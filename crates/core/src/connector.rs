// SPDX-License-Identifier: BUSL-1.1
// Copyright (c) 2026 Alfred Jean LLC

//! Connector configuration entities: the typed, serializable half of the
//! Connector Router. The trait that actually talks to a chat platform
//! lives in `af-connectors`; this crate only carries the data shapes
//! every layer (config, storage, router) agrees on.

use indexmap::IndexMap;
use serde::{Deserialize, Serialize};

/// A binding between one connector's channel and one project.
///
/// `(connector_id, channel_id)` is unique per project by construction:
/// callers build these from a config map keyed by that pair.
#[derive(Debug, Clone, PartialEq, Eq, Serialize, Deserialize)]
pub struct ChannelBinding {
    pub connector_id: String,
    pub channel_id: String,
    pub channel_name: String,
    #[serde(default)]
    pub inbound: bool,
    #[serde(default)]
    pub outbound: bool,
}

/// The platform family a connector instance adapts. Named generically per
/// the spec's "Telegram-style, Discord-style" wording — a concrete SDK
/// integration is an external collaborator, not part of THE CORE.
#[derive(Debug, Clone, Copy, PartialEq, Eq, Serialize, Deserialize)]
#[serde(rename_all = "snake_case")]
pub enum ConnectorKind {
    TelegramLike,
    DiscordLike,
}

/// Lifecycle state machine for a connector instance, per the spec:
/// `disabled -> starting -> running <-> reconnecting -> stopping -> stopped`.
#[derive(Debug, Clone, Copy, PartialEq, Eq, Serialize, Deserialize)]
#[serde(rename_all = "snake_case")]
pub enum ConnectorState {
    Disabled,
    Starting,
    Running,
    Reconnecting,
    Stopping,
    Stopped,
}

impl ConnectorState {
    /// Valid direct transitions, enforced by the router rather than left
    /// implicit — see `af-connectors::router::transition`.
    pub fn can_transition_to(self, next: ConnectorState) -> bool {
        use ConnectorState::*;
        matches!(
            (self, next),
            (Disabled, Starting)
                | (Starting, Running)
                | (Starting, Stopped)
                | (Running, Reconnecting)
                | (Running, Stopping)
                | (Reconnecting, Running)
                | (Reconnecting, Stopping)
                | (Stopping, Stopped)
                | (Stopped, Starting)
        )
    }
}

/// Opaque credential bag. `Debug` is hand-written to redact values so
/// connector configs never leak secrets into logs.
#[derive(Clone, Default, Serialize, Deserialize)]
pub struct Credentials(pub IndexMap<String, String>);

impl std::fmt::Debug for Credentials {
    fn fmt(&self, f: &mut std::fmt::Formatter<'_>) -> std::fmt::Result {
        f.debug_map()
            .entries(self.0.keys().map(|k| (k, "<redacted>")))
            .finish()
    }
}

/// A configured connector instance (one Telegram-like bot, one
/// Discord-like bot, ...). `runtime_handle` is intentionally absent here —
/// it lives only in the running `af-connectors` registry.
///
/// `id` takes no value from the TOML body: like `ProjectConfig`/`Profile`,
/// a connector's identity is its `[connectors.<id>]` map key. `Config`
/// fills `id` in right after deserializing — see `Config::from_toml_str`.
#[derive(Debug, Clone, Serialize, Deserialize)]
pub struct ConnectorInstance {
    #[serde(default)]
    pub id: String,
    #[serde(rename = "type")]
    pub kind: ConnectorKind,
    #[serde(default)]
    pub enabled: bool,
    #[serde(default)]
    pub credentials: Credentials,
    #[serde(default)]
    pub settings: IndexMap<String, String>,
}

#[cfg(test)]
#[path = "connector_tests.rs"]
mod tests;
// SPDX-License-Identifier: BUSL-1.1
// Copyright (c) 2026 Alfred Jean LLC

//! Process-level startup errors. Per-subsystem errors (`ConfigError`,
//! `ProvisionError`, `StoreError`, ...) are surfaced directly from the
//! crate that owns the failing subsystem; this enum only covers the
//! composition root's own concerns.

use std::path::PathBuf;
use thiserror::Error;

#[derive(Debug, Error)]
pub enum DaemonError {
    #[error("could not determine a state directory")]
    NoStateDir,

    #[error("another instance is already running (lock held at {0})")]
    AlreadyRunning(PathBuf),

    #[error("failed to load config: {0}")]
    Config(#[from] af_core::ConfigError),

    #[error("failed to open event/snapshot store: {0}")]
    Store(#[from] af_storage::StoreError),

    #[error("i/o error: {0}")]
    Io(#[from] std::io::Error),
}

-=-=-

» WHAT THE EXERCISE ASKS
Copy out the lines of the data where the word "ConfigError" can be found.

» RESULT OF THE TASK
//! Process-level startup errors. Per-subsystem errors (`ConfigError`,
    Config(#[from] af_core::ConfigError),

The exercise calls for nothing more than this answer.